//! Event definitions - basic units of everything pianola can analyze and play
//!
//! Two shapes of event flow through the engine. [NoteEvent] is the paired,
//! absolute-seconds note produced by the MIDI parser and consumed by the
//! analysis pipeline and the partitioner. [DispatchEvent] is the expanded
//! press/release form that the key mapper produces and the scheduler consumes.
//! Both are plain serde data, so tools can dump and reload event streams.

use serde::{Deserialize, Serialize};

/// A note with absolute start/end seconds, as produced by the MIDI parser
///
/// Invariant: `start_time <= end_time`. Unpaired note-ons are closed by the
/// parser with a default duration before a [NoteEvent] is ever emitted.
#[derive(Serialize, Deserialize, Clone, Debug, PartialEq)]
pub struct NoteEvent {
    /// Start of the note in seconds from the beginning of the piece
    pub start_time: f64,

    /// End of the note in seconds, never before `start_time`
    pub end_time: f64,

    /// MIDI pitch, 0..=127
    pub note: u8,

    /// MIDI channel, 0..=15
    pub channel: u8,

    /// Note-on velocity, 0..=127
    pub velocity: u8,

    /// Index of the source track inside the MIDI file
    pub track: usize,

    /// Most recent program change seen for (track, channel) before the note
    #[serde(default)]
    pub program: Option<u8>,

    /// Instrument or track name from the source track metadata
    #[serde(default)]
    pub instrument_name: Option<String>,

    /// Pitch band the note belongs to, derived from `note`
    pub group: PitchGroup,

    /// Role assigned by the partitioner or an override; `None` until routed
    #[serde(default)]
    pub role: Option<Role>,

    /// Number of notes sharing this start time once chord tagging ran
    ///
    /// `1` means a single note, values >= 2 mean the note is part of a
    /// tagged chord. Annotation only; the analysis never drops notes here.
    #[serde(default = "chord_size_default")]
    pub chord_size: usize,
}

/// Serde default for [NoteEvent::chord_size]
fn chord_size_default() -> usize {
    1
}

impl NoteEvent {
    /// Create a note with the group derived from the pitch and no annotations
    pub fn new(start_time: f64, end_time: f64, note: u8, channel: u8, velocity: u8) -> Self {
        Self {
            start_time,
            end_time: end_time.max(start_time),
            note,
            channel,
            velocity,
            track: 0,
            program: None,
            instrument_name: None,
            group: PitchGroup::for_note(note),
            role: None,
            chord_size: 1,
        }
    }

    /// Length of the note in seconds
    pub fn duration(&self) -> f64 {
        (self.end_time - self.start_time).max(0.0)
    }

    /// Pitch class of the note (pitch modulo 12)
    pub fn pitch_class(&self) -> u8 {
        self.note % 12
    }

    /// Whether chord tagging marked this note as part of a chord
    pub fn is_chord(&self) -> bool {
        self.chord_size >= 2
    }
}

/// Direction of a synthetic key event
///
/// The variant order encodes the dispatch rule: at equal times a release is
/// always handled before a press, so `PressUp` sorts first.
#[derive(Serialize, Deserialize, Clone, Copy, Debug, PartialEq, Eq, PartialOrd, Ord, Hash)]
pub enum EventKind {
    /// Key release
    PressUp,

    /// Key press
    PressDown,
}

impl EventKind {
    /// Rank used by the `(time, type_rank)` sort, release before press
    pub fn type_rank(self) -> u8 {
        match self {
            Self::PressUp => 0,
            Self::PressDown => 1,
        }
    }
}

/// A timed key press or release aimed at the key dispatcher
#[derive(Serialize, Deserialize, Clone, Debug, PartialEq)]
pub struct DispatchEvent {
    /// Seconds from the beginning of the performance (before tempo scaling)
    pub time: f64,

    /// Press or release
    pub kind: EventKind,

    /// Key symbol handed to the OS backend, e.g. `"q"`
    pub key: String,

    /// Source MIDI pitch, kept for chord accounting in the scheduler
    pub note: u8,

    /// Source MIDI channel
    pub channel: u8,

    /// Role the event was routed under, if any
    #[serde(default)]
    pub role: Option<Role>,
}

/// Sort events by `(time, type_rank)` so shared-time releases precede presses
pub fn sort_dispatch_events(events: &mut [DispatchEvent]) {
    events.sort_by(|a, b| {
        a.time
            .total_cmp(&b.time)
            .then_with(|| a.kind.type_rank().cmp(&b.kind.type_rank()))
    });
}

/// Musical role a partition section or a single event can play
#[derive(Serialize, Deserialize, Clone, Copy, Debug, PartialEq, Eq, Hash)]
pub enum Role {
    /// Single-line lead voice
    Melody,

    /// Low register accompaniment
    Bass,

    /// Percussion (MIDI channel 10)
    Drums,

    /// Chord-row accompaniment key
    Chord,
}

impl Role {
    /// Lower-case name used in config files and CLI arguments
    pub fn as_str(self) -> &'static str {
        match self {
            Self::Melody => "melody",
            Self::Bass => "bass",
            Self::Drums => "drums",
            Self::Chord => "chord",
        }
    }

    /// Parse the lower-case role name, `None` for anything unknown
    pub fn parse(name: &str) -> Option<Self> {
        match name.trim().to_ascii_lowercase().as_str() {
            "melody" => Some(Self::Melody),
            "bass" => Some(Self::Bass),
            "drums" | "drum" | "percussion" => Some(Self::Drums),
            "chord" | "chords" => Some(Self::Chord),
            _ => None,
        }
    }
}

impl std::fmt::Display for Role {
    fn fmt(&self, f: &mut std::fmt::Formatter<'_>) -> std::fmt::Result {
        f.write_str(self.as_str())
    }
}

/// Named band of the 128-pitch space, used by the group filter
///
/// Bands sit on octave edges so that the filter composes with the register
/// choice of the key mapper.
#[derive(Serialize, Deserialize, Clone, Copy, Debug, PartialEq, Eq, Hash, PartialOrd, Ord)]
pub enum PitchGroup {
    /// Pitches below 36 (below C2)
    VeryLow,

    /// 36..48 (C2..B2)
    Low,

    /// 48..60 (C3..B3)
    MidLow,

    /// 60..72 (C4..B4)
    Mid,

    /// 72..84 (C5..B5)
    MidHigh,

    /// 84..96 (C6..B6)
    High,

    /// 96 and above (C7 and up)
    VeryHigh,
}

impl PitchGroup {
    /// All bands in ascending pitch order
    pub const ALL: [Self; 7] = [
        Self::VeryLow,
        Self::Low,
        Self::MidLow,
        Self::Mid,
        Self::MidHigh,
        Self::High,
        Self::VeryHigh,
    ];

    /// Band the given MIDI pitch falls into
    pub fn for_note(note: u8) -> Self {
        match note {
            0..=35 => Self::VeryLow,
            36..=47 => Self::Low,
            48..=59 => Self::MidLow,
            60..=71 => Self::Mid,
            72..=83 => Self::MidHigh,
            84..=95 => Self::High,
            _ => Self::VeryHigh,
        }
    }

    /// Display name of the band
    pub fn as_str(self) -> &'static str {
        match self {
            Self::VeryLow => "Very-low",
            Self::Low => "Low",
            Self::MidLow => "Mid-low",
            Self::Mid => "Mid",
            Self::MidHigh => "Mid-high",
            Self::High => "High",
            Self::VeryHigh => "Very-high",
        }
    }

    /// Parse a display name back into a band, `None` for anything unknown
    pub fn parse(name: &str) -> Option<Self> {
        Self::ALL
            .into_iter()
            .find(|g| g.as_str().eq_ignore_ascii_case(name.trim()))
    }
}

impl std::fmt::Display for PitchGroup {
    fn fmt(&self, f: &mut std::fmt::Formatter<'_>) -> std::fmt::Result {
        f.write_str(self.as_str())
    }
}

/// Pitch classes of the C major scale, the "white keys"
pub const WHITE_PITCH_CLASSES: [u8; 7] = [0, 2, 4, 5, 7, 9, 11];

/// Whether the pitch lands on a white key
pub fn is_white(note: u8) -> bool {
    WHITE_PITCH_CLASSES.contains(&(note % 12))
}

#[cfg(test)]
mod tests {
    use super::*;

    #[test]
    fn groups_cover_the_whole_pitch_space() {
        let mut previous = PitchGroup::for_note(0);
        for note in 0..=127u8 {
            let group = PitchGroup::for_note(note);
            assert!(group >= previous, "bands must be ascending at pitch {note}");
            previous = group;
        }
        assert_eq!(PitchGroup::for_note(0), PitchGroup::VeryLow);
        assert_eq!(PitchGroup::for_note(60), PitchGroup::Mid);
        assert_eq!(PitchGroup::for_note(127), PitchGroup::VeryHigh);
    }

    #[test]
    fn group_names_round_trip() {
        for group in PitchGroup::ALL {
            assert_eq!(PitchGroup::parse(group.as_str()), Some(group));
        }
        assert_eq!(PitchGroup::parse("mid-LOW"), Some(PitchGroup::MidLow));
        assert_eq!(PitchGroup::parse("bogus"), None);
    }

    #[test]
    fn dispatch_sort_puts_release_before_press_at_equal_time() {
        let press = DispatchEvent {
            time: 1.0,
            kind: EventKind::PressDown,
            key: "q".into(),
            note: 60,
            channel: 0,
            role: None,
        };
        let release = DispatchEvent {
            kind: EventKind::PressUp,
            ..press.clone()
        };
        let mut events = vec![press.clone(), release.clone()];
        sort_dispatch_events(&mut events);
        assert_eq!(events[0].kind, EventKind::PressUp);
        assert_eq!(events[1].kind, EventKind::PressDown);

        let mut events = vec![
            DispatchEvent {
                time: 2.0,
                ..release.clone()
            },
            press,
        ];
        sort_dispatch_events(&mut events);
        assert_eq!(events[0].kind, EventKind::PressDown);
    }

    #[test]
    fn note_event_clamps_reversed_times() {
        let note = NoteEvent::new(2.0, 1.0, 60, 0, 80);
        assert_eq!(note.end_time, 2.0);
        assert_eq!(note.duration(), 0.0);
    }
}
_ _ _
→ YOUR ASSIGNMENT:
Report the number of lines in the entries that hold the word "enum". Nothing else is wanted.

→ YOUR SOLUTION:
3